EW (Dalton Ross) has been doing Mid-Season (just before the Merge) Interviews in recent seasons.
This season Dalton Ross interviewed Shirin!
This Post didn't seem to fit in any existing Post so I created a new one.
Note: I HIGHLY recommend the Extended Scene of Shirin/Hali in the following link.
Shirin from Survivor talks monkey sex, going bottomless, and dead bunnies
by Dalton Ross
Posted March 31 2015 — 1:06 PM EDT
You could make a case for a few different contestants in terms of who has played the best pre-merge game on Survivor: Worlds Apart (Jeff Probst gave his vote to Joe). But the season’s most colorful character has definitely been Shirin Oskooi. The 31-year-old Yahoo executive from San Francisco has fully integrated herself into the ways of the wild—whether that means going au naturel or watching monkeys get it on in a tree. With the merge just around the corner (Wednesday night at 8pm on CBS), Shirin was the automatic choice for this exclusive interview opportunity with a player still in the game—and she reveals what may have happened at the last Nagarote vote-off had Mike not thrown the challenge for Escameca.
EW: Congratulations! The rest of Nagarote found you less annoying that Max. Would I be correct in assuming that is not going to rank very high on your list of life accomplishments?
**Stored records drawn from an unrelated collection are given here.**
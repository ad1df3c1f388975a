//! Immutable client configuration, resolved once at build time.

use std::fmt;
use std::time::Duration;

pub const DEFAULT_BASE_URL: &str = "https://api.browser-use.com/api/v2";
pub const DEFAULT_HTTP_TIMEOUT: Duration = Duration::from_secs(30);

/// Environment variable consulted when no API key is given explicitly.
pub const ENV_API_KEY: &str = "BROWSER_USE_API_KEY";
pub const ENV_BASE_URL: &str = "BROWSER_USE_BASE_URL";
pub const ENV_HTTP_TIMEOUT_SECS: &str = "BROWSER_USE_HTTP_TIMEOUT_SECS";
pub const ENV_PROXY_URL: &str = "BROWSER_USE_PROXY_URL";

/// Settings shared by every request a client makes.
///
/// Created once by [`BrowserUseClientBuilder`](super::BrowserUseClientBuilder)
/// and never mutated afterwards.
#[derive(Clone, PartialEq, Eq)]
pub struct ClientConfig {
    api_key: String,
    /// Base URL without a trailing slash.
    pub base_url: String,
    /// Per-request HTTP timeout.
    pub timeout: Duration,
    pub proxy_url: Option<String>,
}

impl ClientConfig {
    pub fn new(api_key: impl Into<String>, base_url: impl Into<String>) -> Self {
        let base_url: String = base_url.into();
        Self {
            api_key: api_key.into(),
            base_url: base_url.trim_end_matches('/').to_string(),
            timeout: DEFAULT_HTTP_TIMEOUT,
            proxy_url: None,
        }
    }

    pub fn with_timeout(mut self, timeout: Duration) -> Self {
        self.timeout = timeout;
        self
    }

    pub fn with_proxy_url(mut self, proxy_url: impl Into<String>) -> Self {
        self.proxy_url = Some(proxy_url.into());
        self
    }

    pub fn api_key(&self) -> &str {
        &self.api_key
    }
}

impl fmt::Debug for ClientConfig {
    fn fmt(&self, f: &mut fmt::Formatter<'_>) -> fmt::Result {
        f.debug_struct("ClientConfig")
            .field("api_key", &"<redacted>")
            .field("base_url", &self.base_url)
            .field("timeout", &self.timeout)
            .field("proxy_url", &self.proxy_url)
            .finish()
    }
}
//! Mock HTTP server setup for integration tests

#![allow(dead_code)]

use browser_use_sdk::BrowserUseClient;
use mockito::{Matcher, Mock, Server, ServerGuard};
use serde_json::{json, Value};

pub const TEST_API_KEY: &str = "bu_test_key";

/// Test fixture that manages a mock server
pub struct MockServerFixture {
    pub server: ServerGuard,
    pub base_url: String,
}

impl MockServerFixture {
    pub async fn new() -> Self {
        let server = Server::new_async().await;
        let base_url = server.url();
        Self { server, base_url }
    }

    /// Client pointed at the mock server with the test API key.
    pub fn client(&self) -> BrowserUseClient {
        BrowserUseClient::builder()
            .api_key(TEST_API_KEY)
            .base_url(&self.base_url)
            .build()
            .expect("client should build")
    }

    /// JSON response for `method path`, requiring the API key header.
    pub async fn mock_json(
        &mut self,
        method: &str,
        path: &str,
        status: usize,
        body: Value,
    ) -> Mock {
        self.server
            .mock(method, path)
            .match_header("x-browser-use-api-key", TEST_API_KEY)
            .match_query(Matcher::Any)
            .with_status(status)
            .with_header("content-type", "application/json")
            .with_body(body.to_string())
            .create_async()
            .await
    }

    /// Raw error body for `method path`.
    pub async fn mock_error(
        &mut self,
        method: &str,
        path: &str,
        status: usize,
        body: &str,
    ) -> Mock {
        self.server
            .mock(method, path)
            .with_status(status)
            .with_body(body)
            .create_async()
            .await
    }
}

/// A task snapshot as the service would return it.
pub fn task_view_json(id: &str, status: &str) -> Value {
    let finished = matches!(status, "finished" | "stopped");
    json!({
        "id": id,
        "sessionId": "session-1",
        "llm": "browser-use-llm",
        "task": "Find the top Hacker News post",
        "status": status,
        "createdAt": "2025-06-01T10:00:00Z",
        "startedAt": "2025-06-01T10:00:02Z",
        "finishedAt": if finished { json!("2025-06-01T10:01:02Z") } else { Value::Null },
        "metadata": {"source": "tests"},
        "steps": [
            {
                "number": 1,
                "memory": "Opened the front page",
                "evaluationPreviousGoal": "Success",
                "nextGoal": "Read the first title",
                "url": "https://news.ycombinator.com",
                "screenshotUrl": null,
                "actions": ["{\"go_to_url\":{\"url\":\"https://news.ycombinator.com\"}}"]
            }
        ],
        "output": if finished { json!("Show HN: a thing") } else { Value::Null },
        "outputFiles": [],
        "browserUseVersion": "0.7.0",
        "isSuccess": if finished { json!(true) } else { Value::Null },
        "judgement": null,
        "judgeVerdict": null
    })
}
SHIRIN OSKOOI: Max and I are the kids who sit at the front of the class, who put in our 10,000 hours of practice, who dress up on holidays. That makes us annoying to this particular group of people on Survivor, and it makes us extremely accomplished in our lives and careers. So no, it’s not high on my rather long list of accomplishments.
Okay, let’s talk about monkey sex. What exactly about that experience compelled you to watch and then share all the details with the rest of your tribe? And after you get done answering that question, please share every last detail with us ‘cause I am actually kind of curious.
Monkey sex isn’t “wham, bam, thank you ma’am” straightforward. There’s a foreplay ritual that’s fascinating involving the female kissing the male then forcing her butt upon him over and over until finally the male gives in and plays ball. The male then goes back to eating like nothing happened, and the female runs away, moving on with her life. It was like being live in the studio audience of National Geographic.
At this point in the game I was bored and miserable. Joaquin and Tyler were openly mean and condescending to me, and we all tiptoed around them. Even Max (rightfully) avoided me to stay in good with the other men. The monkeys actually talked to me (and thankfully not about their sexual conquests unlike some other animals out there) and were a welcome distraction from…nothing. There is literally nothing they distracted me from because there is nothing to do most of the time on Survivor.
So you have sort of pioneered a new fashion style here on Survivor: the top-on, bottoms-off look. What is that all about and did anyone out there seem to take issue with you walking around bottomless?
I believe it is called “shirt-c—ing,” and Burning Man popularized the look. I was washing dishes just before sunset and didn’t want my bottoms to get wet. That would have been unsanitary and would have kept me freezing throughout the night. I was by myself down the beach doing the dishes in private when the men walked down to see what I was up to, much to everyone’s dismay. Allow me to take a stab at putting this in the context of the Collars theme: We are critiquing the methods of the working woman while fully clothed business men are sneering at the labor. In retrospect, I simply should not have washed the dishes.
Okay, we need more intel on the bunny you slaughtered to prepare yourself for Survivor. Where did you get this bunny and how did you kill it and what did you do with it after that?
Some friends of friends of mine put on a special rabbit slaughter and butchery class. It taught me a lot about the meat industry and the value of buying meat from a trusted source that treats animals humanely. I think it’s important for people to understand how their food is acquired and prepared, particularly as a meat eater. It happened to also serve the purpose of preparing me for Survivor where we do kill to eat: Joe’s lizard, Mike’s snake (and scorpion), and the chickens from the reward challenge.
You very well may have been saved by Mike throwing that challenge. Did you have any indication when it happened that he was throwing it, and do you think you would have gone home then had your tribe lost?
You didn’t get to see it, but Sierra put in a spectacular performance as well. We had no idea that Escameca threw that challenge—other than Kelly, of course. Going into that immunity challenge, Hali, Jenn and I had a deal to vote out Kelly if we had lost in order to weaken the original blue collars. Whether that would have actually happened, we’ll never know. I’m 100% happy with not knowing.
We’ll see what happens after the merge when it goes down this week, but what was your immediate reaction on A) making it to the merge, which is something all players strive for, and B) getting to shake things up and perhaps escape what may have been your doom at the next vote on Nagarote?
Making the merge was incredibly special for me. It’s a moment, a benchmark. It means I’ll get to participate in an individual immunity challenge. It means I was out there long enough to feel the physical toll of the game, which I see as a positive—an integral part of the experience. It means new life in the game.